Tiber’s stream and the Campus excel them far, do you tell me?
Have you been praying for one of Attalus’s cities, I wonder?
Lebedos is it you praise, of the sea and your journeyings wearied?
Bullatius—Yes! You know what Lebedos is: more dead than Fidenæ.
Ay, or than Gabii; yet I would gladly abide there, forgetting
Those I have loved, and expecting that they in their turn will forget me.
There I would dwell, and gaze from the shore on the furious waters.
Horace—If a man travel in mud and in rain from Capua Rome-ward,
Drenched though he be, he will choose not to tarry for life in the tavern.
Even when chilled to the bones, we praise not the bath and the furnace,
Truly believing that they would make life full and successful;
Nor, if impetuous Auster has tossed you about on the billow,
Would you for that get rid of your vessel beyond the Ægean.
If you are perfectly sound, then Rhodes and fair Mitylene
Help you no more than a cloak in the dog-days, trunks in midwinter,
Or in December a plunge in the Tiber, a furnace in August.

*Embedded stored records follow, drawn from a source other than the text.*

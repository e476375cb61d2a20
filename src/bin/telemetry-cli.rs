use std::path::PathBuf;

use chrono::{Local, NaiveDate};
use clap::{Parser, Subcommand};
use reqwest::header::{HeaderMap, HeaderValue, AUTHORIZATION};
use serde_json::{json, Value};

use telemetry_pipeline::analysis::{HealthScore, LogAnalyzer};
use telemetry_pipeline::config::{load_config, TelemetryConfig};
use telemetry_pipeline::events::{EventEmitter, Level, LogEvent};
use telemetry_pipeline::lifecycle::{signals, Shutdown};
use telemetry_pipeline::observability::logging;
use telemetry_pipeline::simulate::{self, Scenario};
use telemetry_pipeline::tail::{watcher_for, TailMonitor};

#[derive(Parser)]
#[command(name = "telemetry-cli")]
#[command(about = "Analyze, monitor and exercise the telemetry event streams", long_about = None)]
struct Cli {
    /// TOML configuration file. Defaults are used when omitted.
    #[arg(short, long, global = true)]
    config: Option<PathBuf>,

    #[command(subcommand)]
    command: Commands,
}

#[derive(Subcommand)]
enum Commands {
    /// Render the daily markdown report
    Report {
        /// Day to analyze (YYYY-MM-DD), today when omitted
        #[arg(short, long)]
        date: Option<NaiveDate>,
        /// Write the report to a file instead of stdout
        #[arg(short, long)]
        output: Option<PathBuf>,
    },
    /// Print daily metrics and health score as JSON
    Analyze {
        #[arg(short, long)]
        date: Option<NaiveDate>,
    },
    /// Follow today's event file and print notable entries
    Monitor,
    /// Emit sample events into today's files
    Simulate {
        #[arg(value_enum, default_value = "all")]
        scenario: Scenario,
    },
    /// Query a running host's admin status
    Status {
        #[arg(short, long, default_value = "http://localhost:5000")]
        url: String,
        #[arg(short, long)]
        key: String,
    },
}

#[tokio::main]
async fn main() -> Result<(), Box<dyn std::error::Error>> {
    let cli = Cli::parse();
    let config = match &cli.config {
        Some(path) => load_config(path)?,
        None => TelemetryConfig::default(),
    };
    logging::init(&config.observability);

    match cli.command {
        Commands::Report { date, output } => {
            let date = date.unwrap_or_else(|| Local::now().date_naive());
            let report = LogAnalyzer::from_config(&config).generate_daily_report(date)?;
            match output {
                Some(path) => {
                    std::fs::write(&path, &report.text)?;
                    println!("Report written to {}", path.display());
                }
                None => println!("{}", report.text),
            }
        }
        Commands::Analyze { date } => {
            let date = date.unwrap_or_else(|| Local::now().date_naive());
            let metrics = LogAnalyzer::from_config(&config).parse_logs_for_date(date)?;
            let health = HealthScore::compute(&metrics);
            let out = json!({ "date": date, "metrics": metrics, "health": health });
            println!("{}", serde_json::to_string_pretty(&out)?);
        }
        Commands::Monitor => {
            let shutdown = Shutdown::new();
            signals::spawn_signal_handler(shutdown.clone());

            let mut monitor = TailMonitor::for_today(&config.emitter.log_dir, &config.emitter.service);
            let mut watcher = watcher_for(&config.tail);
            println!("Monitoring {} (Ctrl+C to stop)", monitor.path().display());
            let slow_ms = config.instrumentation.slow_response_ms;
            monitor
                .run(watcher.as_mut(), |event| print_notable(&event, slow_ms), shutdown.subscribe())
                .await?;
        }
        Commands::Simulate { scenario } => {
            let emitter = EventEmitter::daily_files(&config.emitter);
            simulate::run(&emitter, scenario);
            println!(
                "Scenario {:?} written to {}",
                scenario,
                config.emitter.log_dir.display()
            );
        }
        Commands::Status { url, key } => {
            let mut headers = HeaderMap::new();
            headers.insert(AUTHORIZATION, HeaderValue::from_str(&format!("Bearer {}", key))?);
            let res = reqwest::Client::new()
                .get(format!("{}/admin/status", url))
                .headers(headers)
                .send()
                .await?;
            print_response(res).await?;
        }
    }

    Ok(())
}

fn print_notable(event: &LogEvent, slow_ms: u64) {
    if event.level == Level::Error {
        println!("NEW ERROR [{}] {}", event.timestamp, event.message);
        if let Some(error) = event.str_field("error") {
            println!("  {}", error);
        }
    }
    if event.has_flag("security") {
        println!(
            "SECURITY EVENT [{}] {} from {}",
            event.timestamp,
            event.message,
            event.str_field("ip").unwrap_or("unknown")
        );
    }
    if let Some(ms) = response_millis(event) {
        if ms > slow_ms {
            println!(
                "SLOW REQUEST [{}] {} {}ms",
                event.timestamp,
                event.str_field("url").unwrap_or("unknown"),
                ms
            );
        }
    }
}

fn response_millis(event: &LogEvent) -> Option<u64> {
    match event.field("responseTime")? {
        Value::String(s) => s.trim_end_matches("ms").parse().ok(),
        Value::Number(n) => n.as_u64(),
        _ => None,
    }
}

async fn print_response(res: reqwest::Response) -> Result<(), Box<dyn std::error::Error>> {
    let status = res.status();
    if !status.is_success() {
        eprintln!("Error: Admin API returned status {}", status);
        if let Ok(text) = res.text().await {
            eprintln!("{}", text);
        }
        return Ok(());
    }
    let body: Value = res.json().await?;
    println!("{}", serde_json::to_string_pretty(&body)?);
    Ok(())
}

Now that you may, and the face of Fortune is smiling upon you,
Here at Rome praise far-off Rhodes, and Chios, and Samos.
This one hour that a god has bestowed upon you in his bounty,
Take with a grateful hand, nor plan next year to be happy:
So that wherever your life may be spent, you will say you enjoyed it.
For if anxieties only by reason and foresight are banished,—
Not by a spot that commands some outlook wide on the waters,—
Never our nature, but only the sky do we change as we travel.
Toilsome idleness wears us out. On wagon and shipboard
Comfort it is that we seek; yet that which you seek, it is with you,
Even in Ulubræ, if you lack not contentment of spirit.